Input data Block Start

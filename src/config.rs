// src/config.rs

use dotenvy::dotenv;
use std::env;

#[derive(Debug, Clone)]
pub struct Config {
    pub database_url: String,
    pub jwt_secret: String,
    pub jwt_expiration: u64,
    /// E-mails that are always treated as admin, regardless of the stored role.
    pub admin_emails: Vec<String>,
    pub rust_log: String,
    pub port: u16,
}

impl Config {
    pub fn from_env() -> Self {
        dotenv().ok();

        let database_url =
            env::var("DATABASE_URL").unwrap_or_else(|_| "sqlite:data/tac1.db".to_string());

        let jwt_secret = env::var("JWT_SECRET").expect("JWT_SECRET must be set");

        let jwt_expiration = env::var("JWT_EXPIRATION")
            .ok()
            .and_then(|v| v.parse().ok())
            .unwrap_or(86400);

        let admin_emails = env::var("ADMIN_EMAILS")
            .unwrap_or_default()
            .split(',')
            .map(|e| e.trim().to_lowercase())
            .filter(|e| !e.is_empty())
            .collect();

        let rust_log = env::var("RUST_LOG").unwrap_or_else(|_| "info".to_string());

        let port = env::var("PORT")
            .ok()
            .and_then(|v| v.parse().ok())
            .unwrap_or(3000);

        Self {
            database_url,
            jwt_secret,
            jwt_expiration,
            admin_emails,
            rust_log,
            port,
        }
    }

    /// Allow-list check. The list is normalized to lowercase at load time.
    pub fn is_allowlisted_admin(&self, email: &str) -> bool {
        let email = email.to_lowercase();
        self.admin_emails.iter().any(|e| e == &email)
    }
}
// src/db/dashboard.rs
//
// Fleet-wide aggregates for the admin dashboard, derived from the attempt
// ledger and the questions' cumulative outcome counters.

use chrono::{Duration, Utc};
use serde::Serialize;
use sqlx::SqlitePool;

use crate::error::AppError;
use crate::models::exam_mode::ExamMode;
use crate::quiz::percentage;

#[derive(Debug, sqlx::FromRow, Serialize)]
pub struct EntityCounts {
    pub questions: i64,
    pub categories: i64,
    pub users: i64,
}

#[derive(Debug, sqlx::FromRow, Serialize)]
pub struct DailyAttempts {
    pub day: String,
    pub attempts: i64,
}

#[derive(Debug, sqlx::FromRow, Serialize)]
pub struct DailyModeAverage {
    pub day: String,
    pub exam_mode: ExamMode,
    pub avg_score: i64,
}

#[derive(Debug, Serialize)]
pub struct CategorySuccess {
    pub category: String,
    pub successes: i64,
    pub failures: i64,
    pub success_rate: i64,
}

#[derive(Debug, sqlx::FromRow, Serialize)]
pub struct QuestionOutcome {
    pub id: i64,
    pub question_text: String,
    pub category_name: String,
    pub success_count: i64,
    pub failure_count: i64,
}

#[derive(Debug, Serialize)]
#[serde(rename_all = "camelCase")]
pub struct Dashboard {
    pub counts: EntityCounts,
    pub daily_attempts: Vec<DailyAttempts>,
    pub daily_mode_averages: Vec<DailyModeAverage>,
    pub category_success: Vec<CategorySuccess>,
    pub easiest_questions: Vec<QuestionOutcome>,
    pub hardest_questions: Vec<QuestionOutcome>,
}

#[derive(Debug, sqlx::FromRow)]
struct CategoryCounters {
    category: String,
    successes: i64,
    failures: i64,
}

const OUTCOME_EXTREMES_SQL: &str = "
    SELECT q.id, q.question_text, c.name AS category_name,
           q.success_count, q.failure_count
    FROM questions q
    JOIN categories c ON c.id = q.category_id
    WHERE q.success_count + q.failure_count > 0";

pub async fn collect(pool: &SqlitePool) -> Result<Dashboard, AppError> {
    let cutoff = Utc::now() - Duration::days(30);

    let counts = sqlx::query_as::<_, EntityCounts>(
        r#"
        SELECT
            (SELECT COUNT(*) FROM questions)  AS questions,
            (SELECT COUNT(*) FROM categories) AS categories,
            (SELECT COUNT(*) FROM users)      AS users
        "#,
    )
    .fetch_one(pool)
    .await?;

    let daily_attempts = sqlx::query_as::<_, DailyAttempts>(
        r#"
        SELECT date(created_at) AS day, COUNT(*) AS attempts
        FROM scores
        WHERE created_at >= ?
        GROUP BY day
        ORDER BY day
        "#,
    )
    .bind(cutoff)
    .fetch_all(pool)
    .await?;

    let daily_mode_averages = sqlx::query_as::<_, DailyModeAverage>(
        r#"
        SELECT date(created_at) AS day, exam_mode,
               CAST(ROUND(AVG(score)) AS INTEGER) AS avg_score
        FROM scores
        WHERE created_at >= ?
        GROUP BY day, exam_mode
        ORDER BY day, exam_mode
        "#,
    )
    .bind(cutoff)
    .fetch_all(pool)
    .await?;

    // Success rates come from the questions' lifetime counters, not score rows.
    let category_success = sqlx::query_as::<_, CategoryCounters>(
        r#"
        SELECT c.name AS category,
               COALESCE(SUM(q.success_count), 0) AS successes,
               COALESCE(SUM(q.failure_count), 0) AS failures
        FROM categories c
        JOIN questions q ON q.category_id = c.id
        GROUP BY c.id, c.name
        ORDER BY c.name
        "#,
    )
    .fetch_all(pool)
    .await?
    .into_iter()
    .map(|row| CategorySuccess {
        success_rate: percentage(row.successes, row.successes + row.failures),
        category: row.category,
        successes: row.successes,
        failures: row.failures,
    })
    .collect();

    let easiest_questions = sqlx::query_as::<_, QuestionOutcome>(&format!(
        "{OUTCOME_EXTREMES_SQL}
        ORDER BY CAST(q.success_count AS REAL) / (q.success_count + q.failure_count) DESC,
                 q.success_count + q.failure_count DESC
        LIMIT 3"
    ))
    .fetch_all(pool)
    .await?;

    let hardest_questions = sqlx::query_as::<_, QuestionOutcome>(&format!(
        "{OUTCOME_EXTREMES_SQL}
        ORDER BY CAST(q.success_count AS REAL) / (q.success_count + q.failure_count) ASC,
                 q.success_count + q.failure_count DESC
        LIMIT 3"
    ))
    .fetch_all(pool)
    .await?;

    Ok(Dashboard {
        counts,
        daily_attempts,
        daily_mode_averages,
        category_success,
        easiest_questions,
        hardest_questions,
    })
}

Input data Block End

* [Exercise]: Looking over the records, find each line with the word "failures" and copy it.

* [Solution for this exercise]:
    pub failures: i64,
    failures: i64,
               COALESCE(SUM(q.failure_count), 0) AS failures
        success_rate: percentage(row.successes, row.successes + row.failures),
        failures: row.failures,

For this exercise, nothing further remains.